Mark Shuttlecock can't think technically, only opportunistically. Canonical sucks and since Debian is on the verge of death, I can't wait to see what happens with Ubuntu.

I've been running normal Fedora 29 for a while now and it's pretty stable with pretty recent packages. As of right now, Silverblue requires quite a bit of extra care due to being a new paradigm and all.

this thread is a paid advertisement

even if it is, it's relevant to my interests. I only wish OP would respond to my questions.

>Installing regular packages will still work because they are added to the base system tree
so it has all of the cons of nix/guix and none of the benefits
>Backed by Red Hat so companies that make software for Linux will be forced to support it
it'll also be controlled by red hat so most distros will be forced to adopt it or create competing solutions using snap/appimage creating further fragmentation
>Painfully long reboots like in current Fedora will soon be gone!
they said the same thing about systemd and boots/reboots are slower than ever
>Rollbacks are as simple as selecting the previous option in the bootloader if your system somehow does manage to break
your system will break because regular packages and updates will fuck with the system tree like they've always done

can't speak for silverblue but the update to fedora 29 breaking a bunch of shit like it does every couple of releases was the straw that broke 12+ years of on and off fedora use for me
if you like some of the things OP lists then bite the bullet and jump balls deep into nixos/guixsd or use a more stable distro with nix on top as an additional package manager allowing you to use more recent software, nixos has a bunch of legacy cruft but it's not going to be a premature release that will serve as beta testing for red hat

>Rollbacks are as simple as selecting the previous option in the bootloader if your system somehow does manage to break.
Does this mean I don't need to wait a month after release to upgrade to new versions to avoid the risk of borking my system?

IBM really is ramping up their shilling I see.

IBM is awesome

that's it, I'm switching to CentOS when this happens. Fuck new stuff

this has always been the case

Nice try poettering

>redhat keeps on trying to make linux work in the same retarded ways as windows
What's their fucking problem? The whole point of using GNU/Linux is staying away from the pile of shit that is Windows, but these faggots keep on bringing the garbage here.

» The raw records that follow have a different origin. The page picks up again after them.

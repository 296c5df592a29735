//! Logging infrastructure: structured engine event logging.
//!
//! Provides [`JsonlEventLogger`], a JSONL file writer that implements
//! the [`EventLogger`](colloquy_application::EventLogger) port.

mod jsonl_logger;

pub use jsonl_logger::JsonlEventLogger;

This is pretty cool. Base system being regular packages and programs outside of that being flatpaks seems like a good idea. Also, this will make flatpaks the standard. Great for software availability. As for the rollbacks, I already have this with btrfs+snapper.

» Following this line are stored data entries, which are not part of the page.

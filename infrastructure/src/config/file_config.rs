//! Raw TOML configuration data types
//!
//! These structs represent the exact structure of the TOML config file.
//! They are deserialized directly and reuse domain types where the shapes
//! already match.
//!
//! ```toml
//! [orchestrator]
//! history_limit = 10
//! threshold = 0.30
//!
//! [orchestrator.weights]
//! topic_relevance = 0.30
//! personality_alignment = 0.25
//! conversation_flow = 0.25
//! direct_mention = 0.20
//!
//! [orchestrator.delay]
//! base_ms = 2000.0
//! min_ms = 500
//! max_ms = 10000
//!
//! [scheduler]
//! generation_timeout_seconds = 30
//!
//! [logging]
//! event_log = "colloquy-events.jsonl"
//! ```

use colloquy_application::{OrchestratorConfig, SchedulerConfig};
use colloquy_domain::response::timing::{
    JITTER_CEILING, JITTER_FLOOR, MAX_DELAY_MS, MIN_DELAY_MS,
};
use colloquy_domain::{DelayPolicy, ScoringWeights};
use serde::{Deserialize, Serialize};
use std::path::PathBuf;
use thiserror::Error;

/// Configuration validation errors
#[derive(Debug, Error, PartialEq)]
pub enum ConfigValidationError {
    #[error("orchestrator.history_limit must be at least 1")]
    EmptyHistoryWindow,

    #[error("orchestrator.threshold must be within [0, 1], got {0}")]
    ThresholdOutOfRange(f64),

    #[error("orchestrator.weights.{0} cannot be negative")]
    NegativeWeight(&'static str),

    #[error("orchestrator.weights.{0} must be a finite number")]
    NonFiniteWeight(&'static str),

    #[error("orchestrator.delay.base_ms must be a positive number, got {0}")]
    InvalidBaseDelay(f64),

    #[error("orchestrator.delay.min_ms ({min}) exceeds max_ms ({max})")]
    DelayBoundsInverted { min: u64, max: u64 },

    #[error("orchestrator.delay jitter_min ({min}) exceeds jitter_max ({max})")]
    JitterBoundsInverted { min: f64, max: f64 },

    #[error("orchestrator.delay min_ms/max_ms ({min}..{max}) must lie within [500, 10000]")]
    DelayOutOfRange { min: u64, max: u64 },

    #[error("orchestrator.delay jitter_min/jitter_max ({min}..{max}) must lie within [0.7, 1.3]")]
    JitterOutOfRange { min: f64, max: f64 },

    #[error("scheduler.generation_timeout_seconds cannot be 0")]
    InvalidTimeout,
}

/// Complete file configuration (raw TOML structure)
#[derive(Debug, Clone, Default, PartialEq, Serialize, Deserialize)]
#[serde(default)]
pub struct FileConfig {
    pub orchestrator: FileOrchestratorConfig,
    pub scheduler: FileSchedulerConfig,
    pub logging: FileLoggingConfig,
}

/// Raw `[orchestrator]` section
#[derive(Debug, Clone, PartialEq, Serialize, Deserialize)]
#[serde(default)]
pub struct FileOrchestratorConfig {
    /// Number of recent messages read per analysis
    pub history_limit: usize,
    /// Minimum adjusted score for a persona to reply
    pub threshold: f64,
    pub weights: ScoringWeights,
    pub delay: DelayPolicy,
}

impl Default for FileOrchestratorConfig {
    fn default() -> Self {
        OrchestratorConfig::default().into()
    }
}

impl From<OrchestratorConfig> for FileOrchestratorConfig {
    fn from(config: OrchestratorConfig) -> Self {
        Self {
            history_limit: config.history_limit,
            threshold: config.threshold,
            weights: config.weights,
            delay: config.delay,
        }
    }
}

impl From<&FileOrchestratorConfig> for OrchestratorConfig {
    fn from(file: &FileOrchestratorConfig) -> Self {
        Self {
            history_limit: file.history_limit,
            weights: file.weights,
            threshold: file.threshold,
            delay: file.delay,
        }
    }
}

/// Raw `[scheduler]` section
#[derive(Debug, Clone, PartialEq, Serialize, Deserialize)]
#[serde(default)]
pub struct FileSchedulerConfig {
    /// Upper bound on one generation call, in seconds
    pub generation_timeout_seconds: u64,
}

impl Default for FileSchedulerConfig {
    fn default() -> Self {
        Self {
            generation_timeout_seconds: 30,
        }
    }
}

impl From<&FileSchedulerConfig> for SchedulerConfig {
    fn from(file: &FileSchedulerConfig) -> Self {
        SchedulerConfig::from_timeout_seconds(Some(file.generation_timeout_seconds))
    }
}

/// Raw `[logging]` section
#[derive(Debug, Clone, Default, PartialEq, Serialize, Deserialize)]
#[serde(default)]
pub struct FileLoggingConfig {
    /// JSONL file receiving engine decision events
    pub event_log: Option<PathBuf>,
    /// Diagnostic log file, written in addition to stderr
    pub log_file: Option<PathBuf>,
}

impl FileConfig {
    /// Validate the configuration
    pub fn validate(&self) -> Result<(), ConfigValidationError> {
        let orchestrator = &self.orchestrator;

        if orchestrator.history_limit == 0 {
            return Err(ConfigValidationError::EmptyHistoryWindow);
        }

        if !(0.0..=1.0).contains(&orchestrator.threshold) {
            return Err(ConfigValidationError::ThresholdOutOfRange(
                orchestrator.threshold,
            ));
        }

        let weights = &orchestrator.weights;
        for (name, value) in [
            ("topic_relevance", weights.topic_relevance),
            ("personality_alignment", weights.personality_alignment),
            ("conversation_flow", weights.conversation_flow),
            ("direct_mention", weights.direct_mention),
        ] {
            if !value.is_finite() {
                return Err(ConfigValidationError::NonFiniteWeight(name));
            }
            if value < 0.0 {
                return Err(ConfigValidationError::NegativeWeight(name));
            }
        }

        let delay = &orchestrator.delay;
        if !(delay.base_ms.is_finite() && delay.base_ms > 0.0) {
            return Err(ConfigValidationError::InvalidBaseDelay(delay.base_ms));
        }
        if delay.min_ms > delay.max_ms {
            return Err(ConfigValidationError::DelayBoundsInverted {
                min: delay.min_ms,
                max: delay.max_ms,
            });
        }
        if delay.min_ms < MIN_DELAY_MS || delay.max_ms > MAX_DELAY_MS {
            return Err(ConfigValidationError::DelayOutOfRange {
                min: delay.min_ms,
                max: delay.max_ms,
            });
        }
        if delay.jitter_min > delay.jitter_max {
            return Err(ConfigValidationError::JitterBoundsInverted {
                min: delay.jitter_min,
                max: delay.jitter_max,
            });
        }
        let jitter_bounds = JITTER_FLOOR..=JITTER_CEILING;
        if !(jitter_bounds.contains(&delay.jitter_min) && jitter_bounds.contains(&delay.jitter_max)) {
            return Err(ConfigValidationError::JitterOutOfRange {
                min: delay.jitter_min,
                max: delay.jitter_max,
            });
        }

        if self.scheduler.generation_timeout_seconds == 0 {
            return Err(ConfigValidationError::InvalidTimeout);
        }

        Ok(())
    }

    pub fn orchestrator_config(&self) -> OrchestratorConfig {
        (&self.orchestrator).into()
    }

    pub fn scheduler_config(&self) -> SchedulerConfig {
        (&self.scheduler).into()
    }
}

SilverBlue should be fine. However, the automated package to Flatpak conversion system is not compete so you won't get a lot of software that has its advantages. You still get atomic rollbacks if something does break.

Correct. The process is still kind of ugly. Try the RPM Fusion wiki.
rpmfusion.org/Howto/NVIDIA

I do it FOR FREE like an excited technology cuck.

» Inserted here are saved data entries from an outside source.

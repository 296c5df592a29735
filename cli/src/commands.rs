//! CLI command definitions

use clap::{Parser, Subcommand};
use std::path::PathBuf;

/// CLI arguments for colloquy
#[derive(Parser, Debug)]
#[command(name = "colloquy")]
#[command(author, version, about = "Permission checks and AI reply scheduling for group conversations")]
#[command(long_about = r#"
colloquy evaluates a conversation snapshot (a JSON scenario file) with the
permission engine and the AI response orchestrator.

A scenario file holds:
  { "users": [...], "personas": [...], "conversation": {...}, "messages": [...] }

Configuration files are loaded from (in priority order):
1. COLLOQUY_* environment variables (e.g. COLLOQUY_ORCHESTRATOR__THRESHOLD=0.4)
2. --config <path>     Explicit config file
3. ./colloquy.toml     Project-level config
4. ~/.config/colloquy/config.toml   Global config

Example:
  colloquy permissions --scenario demo.json --user alice --persona alice-p
  colloquy triggers --scenario demo.json --message m-3
  colloquy simulate --scenario demo.json --user alice --message m-3 -v
"#)]
pub struct Cli {
    #[command(subcommand)]
    pub command: Option<Command>,

    /// Verbosity level (-v = info, -vv = debug, -vvv = trace)
    #[arg(short, long, action = clap::ArgAction::Count, global = true)]
    pub verbose: u8,

    /// Path to configuration file
    #[arg(long, value_name = "PATH", global = true)]
    pub config: Option<PathBuf>,

    /// Disable loading of configuration files
    #[arg(long, global = true)]
    pub no_config: bool,

    /// Show configuration sources and the effective configuration, then exit
    #[arg(long)]
    pub show_config: bool,
}

#[derive(Subcommand, Debug)]
pub enum Command {
    /// Print the merged permission result for a user on the scenario conversation
    Permissions {
        /// Scenario file (JSON)
        #[arg(short, long, value_name = "FILE")]
        scenario: PathBuf,

        /// Acting user id
        #[arg(short, long, value_name = "ID")]
        user: String,

        /// Persona the user acts as
        #[arg(short, long, value_name = "ID")]
        persona: Option<String>,
    },

    /// Print the response triggers for one scenario message
    Triggers {
        /// Scenario file (JSON)
        #[arg(short, long, value_name = "FILE")]
        scenario: PathBuf,

        /// Message to analyze
        #[arg(short, long, value_name = "ID")]
        message: String,
    },

    /// Post a message as a user and run the scheduled replies to completion
    Simulate {
        /// Scenario file (JSON)
        #[arg(short, long, value_name = "FILE")]
        scenario: PathBuf,

        /// Posting user id
        #[arg(short, long, value_name = "ID")]
        user: String,

        /// Message being posted
        #[arg(short, long, value_name = "ID")]
        message: String,
    },
}

#[cfg(test)]
mod tests {
    use super::*;

    #[test]
    fn test_parse_permissions() {
        let cli = Cli::parse_from([
            "colloquy",
            "permissions",
            "--scenario",
            "demo.json",
            "--user",
            "alice",
            "--persona",
            "alice-p",
            "-vv",
        ]);

        assert_eq!(cli.verbose, 2);
        match cli.command {
            Some(Command::Permissions { user, persona, .. }) => {
                assert_eq!(user, "alice");
                assert_eq!(persona.as_deref(), Some("alice-p"));
            }
            other => panic!("unexpected command: {:?}", other),
        }
    }

    #[test]
    fn test_show_config_needs_no_subcommand() {
        let cli = Cli::parse_from(["colloquy", "--show-config", "--no-config"]);
        assert!(cli.show_config);
        assert!(cli.no_config);
        assert!(cli.command.is_none());
    }

    #[test]
    fn test_simulate_requires_message() {
        let result = Cli::try_parse_from(["colloquy", "simulate", "-s", "demo.json", "-u", "alice"]);
        assert!(result.is_err());
    }
}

OP here. Sorry, I totally forgot I made this thread. Kek.

>so it has all of the cons of nix/guix and none of the benefits
Elaborate.
>it'll also be controlled by red hat so most distros will be forced to adopt it or create competing solutions using snap/appimage creating further fragmentation
This is free software. If people don't want it, they can use some shitty alternative instead.
>they said the same thing about systemd and boots/reboots are slower than ever
Works on my machine.
>your system will break because regular packages and updates will fuck with the system tree like they've always done
The goal is to make the base system so small and immutable that it almost never breaks and finding bugs for an immutable system is easier.

Attached: literally fedora.png (1073x341, 385K)

Rolling back takes 3 seconds so you can test the update and if it's bad, go back to just before the update or to states earlier than that.

Btrfs has performance and data corruption issues even with the disk configurations marked as stable in the Btrfs wiki. Source: Search OpenSUSE's bug tracker for Btrfs. The maintainers acknowledge the problems still exist.